Is Boston Beer Doomed?

I've got my nose deep into a long-form piece today, and so I'm outsourcing content to The Motley Fool, which paints a grim picture of the country's largest craft brewery.
The bulk of Boston Beer's sales come from the Samuel Adams line of beer, and those have been declining. The company's Angry Orchard cider and Traveler beer brands were also down in the quarter, only partially offset by sales increases in Twisted Tea, Coney Island beer, and Truly Spiked and Sparkling....

Still clinging to its craft tradition, the company has chosen to primarily develop new offerings in-house through its Science and Alchemy division. Its most recent launch was a spiked sparkling water-flavored beverage. Sam Adams also recently released its Rebel IPA and Nitro projects, but none has been enough to restore the company to growth....

The company's internal efforts to generate growth aren't keeping up.
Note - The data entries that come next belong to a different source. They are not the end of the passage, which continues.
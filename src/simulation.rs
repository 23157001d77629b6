//! Double-buffered Game of Life engine. Owns the authoritative grid, a
//! scratch grid of the same dimensions, and the running flag that gates
//! both generation advance and manual editing.

use log::info;
use randomize::PCG32;

use crate::grid::{Cell, Grid};

/// Moore neighborhood: the 8 cells around (row, column).
const NEIGHBOR_OFFSETS: [(isize, isize); 8] = [
    (-1, 0),
    (1, 0),
    (0, -1),
    (0, 1),
    (-1, -1),
    (-1, 1),
    (1, -1),
    (1, 1),
];

pub struct Simulation {
    grid: Grid,
    scratch: Grid,
    running: bool,
}

impl Simulation {
    /// Starts paused with every cell dead. Both buffers share the
    /// dimensions derived from the pixel surface and cell size.
    pub fn new(width: usize, height: usize, cell_size: usize) -> Self {
        Self {
            grid: Grid::new(width, height, cell_size),
            scratch: Grid::new(width, height, cell_size),
            running: false,
        }
    }

    pub fn rows(&self) -> usize {
        self.grid.rows()
    }

    pub fn columns(&self) -> usize {
        self.grid.columns()
    }

    /// Current-generation cell state; dead for out-of-range coordinates.
    pub fn value(&self, row: isize, column: isize) -> bool {
        self.grid.value(row, column)
    }

    /// Unconditional direct write, bounds-safe. Not gated on run state.
    pub fn set_cell_value(&mut self, row: isize, column: isize, alive: bool) {
        self.grid.set_value(row, column, alive);
    }

    pub fn is_running(&self) -> bool {
        self.running
    }

    pub fn start(&mut self) {
        if !self.running {
            info!("simulation started");
        }
        self.running = true;
    }

    pub fn stop(&mut self) {
        if self.running {
            info!("simulation stopped");
        }
        self.running = false;
    }

    /// Live cells in the Moore neighborhood of (row, column), in [0, 8].
    /// The grid is toroidal: neighbor coordinates wrap modulo the
    /// dimensions, so boundary cells read from the opposite edge.
    pub fn count_live_neighbors(&self, row: usize, column: usize) -> u8 {
        live_neighbors(&self.grid, row, column)
    }

    /// Computes the whole next generation into the scratch grid, reading
    /// only the untouched current generation, then swaps the buffers. A
    /// no-op while paused.
    pub fn advance_generation(&mut self) {
        if !self.running {
            return;
        }
        for row in 0..self.grid.rows() {
            for column in 0..self.grid.columns() {
                let n = live_neighbors(&self.grid, row, column);
                let cell = Cell::new(self.grid.value(row as isize, column as isize));
                // Write into `self.scratch`, since we're still reading from `self.grid`
                self.scratch
                    .set_value(row as isize, column as isize, cell.next_state(n).alive());
            }
        }
        std::mem::swap(&mut self.grid, &mut self.scratch);
    }

    /// Only takes effect while paused.
    pub fn toggle_cell(&mut self, row: isize, column: isize) {
        if !self.running {
            self.grid.toggle_cell(row, column);
        }
    }

    /// Only takes effect while paused.
    pub fn clear_grid(&mut self) {
        if !self.running {
            self.grid.clear();
        }
    }

    /// Takes effect regardless of run state, matching the original
    /// program: re-seeding a dying board mid-run is allowed.
    pub fn create_random_state(&mut self, rng: &mut PCG32) {
        self.grid.fill_random(rng);
    }
}

fn live_neighbors(grid: &Grid, row: usize, column: usize) -> u8 {
    let rows = grid.rows() as isize;
    let columns = grid.columns() as isize;
    let mut count = 0;
    for (dr, dc) in NEIGHBOR_OFFSETS {
        // `+ dimension` keeps the intermediate non-negative so `%` wraps
        // correctly for the -1 offsets.
        let neighbor_row = (row as isize + dr + rows) % rows;
        let neighbor_column = (column as isize + dc + columns) % columns;
        if grid.value(neighbor_row, neighbor_column) {
            count += 1;
        }
    }
    count
}
/// Generate a pseudorandom seed for the simulation's PRNG.
pub fn generate_seed() -> (u64, u64) {
    use byteorder::{ByteOrder, NativeEndian};
    use getrandom::getrandom;

    let mut seed = [0_u8; 16];

    getrandom(&mut seed).expect("failed to getrandom");

    (
        NativeEndian::read_u64(&seed[0..8]),
        NativeEndian::read_u64(&seed[8..16]),
    )
}
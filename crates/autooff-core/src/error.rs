use thiserror::Error;

#[derive(Error, Debug)]
pub enum Error {
    #[error("Page error: {0}")]
    Page(String),

    #[error("Storage error: {0}")]
    Store(String),

    #[error("Invalid page fixture: {0}")]
    Fixture(String),

    #[error("A run is already in progress")]
    AlreadyRunning,

    #[error("IO error: {0}")]
    Io(#[from] std::io::Error),

    #[error("JSON error: {0}")]
    Json(#[from] serde_json::Error),
}

pub type Result<T> = std::result::Result<T, Error>;
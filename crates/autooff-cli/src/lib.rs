use clap::ValueEnum;

pub mod commands;
pub mod output;

#[derive(Copy, Clone, Debug, Eq, PartialEq, ValueEnum)]
pub enum OutputFormat {
    Pretty,
    Json,
    Table,
}

impl OutputFormat {
    pub fn as_str(&self) -> &'static str {
        match self {
            OutputFormat::Pretty => "pretty",
            OutputFormat::Json => "json",
            OutputFormat::Table => "table",
        }
    }
}
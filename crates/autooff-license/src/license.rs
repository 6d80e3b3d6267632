use crate::Plan;
use autooff_core::settings::{Preferences, Store};
use serde::Serialize;

/// The key that unlocks premium locally
pub const PRODUCT_KEY: &str = "TEAL_PREMIUM_2025";

/// Runs allowed before a license is required; `None` is an unlimited trial
pub const TRIAL_LIMIT: Option<u64> = None;

/// License state derived from the stored preferences
#[derive(Debug, Clone, PartialEq, Eq, Serialize)]
pub struct LicenseStatus {
    pub is_premium: bool,
    pub plan: String,
    pub usage_count: u64,
    pub trial_expired: bool,
}

impl LicenseStatus {
    pub fn from_preferences(prefs: &Preferences) -> Self {
        Self {
            is_premium: prefs.license_key.as_deref() == Some(PRODUCT_KEY),
            plan: prefs.current_plan.clone(),
            usage_count: prefs.usage_count,
            trial_expired: TRIAL_LIMIT.is_some_and(|limit| prefs.usage_count >= limit),
        }
    }

    pub async fn load(store: &dyn Store) -> Self {
        Self::from_preferences(&Preferences::load(store).await)
    }

    /// Premium, or still within the trial
    pub fn check_license(&self) -> bool {
        self.is_premium || !self.trial_expired
    }
}

/// Activate premium when `key` is the product key. Returns whether it was.
pub async fn validate_license(store: &dyn Store, key: &str, plan: Plan) -> bool {
    if key.trim() != PRODUCT_KEY {
        tracing::debug!("Rejected license key");
        return false;
    }

    let prefs = Preferences {
        license_key: Some(PRODUCT_KEY.to_string()),
        current_plan: plan.as_str().to_string(),
        ..Default::default()
    };
    if let Err(e) = prefs.save_license(store).await {
        tracing::error!("Failed to save license: {}", e);
    }
    tracing::info!("License activated ({} plan)", plan);
    true
}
I can understand the desire to stay true to the craft roots, but the company opted to play the perpetual growth game and went public. Shareholders demand profitable growth. It might be time to purchase a small rival brewer or two and plug them into the existing Sam Adams family.
Of all the larger craft breweries, Boston Beer seems to be in the weakest position. A decade ago and more it was lauded for innovation, but that era has long passed. Crappy, brand-eroding flavored malt beverages have distracted the company from its core competency (beer), and owner Jim Koch's commitment to amber lager in an IPA era does not inspire confidence that it will be relevant again anytime soon. I disagree with the Motley Fool on the direction it should take, though. Boston Beer doesn't have the money to compete in the acquisitions game with ABI and MillerCoors. It needs to rehabilitate and extend its own brand and figure out a way to freshen up Boston Lager. And it should definitely quit trying to come up with crappy side products.

Boston Beer looked like a titan as recently as a couple years ago, but it's in real trouble now. It never developed a strategy to compete against smaller, boutique breweries in terms of innovation and quality, nor does it appear prepared to battle the new wave of ABI- and MillerCoors-owned "craft" brands, which are going to be making extremely aggressive efforts to establish their national presence. If I were on team Sam Adams, I'd be hitting the panic button, stat.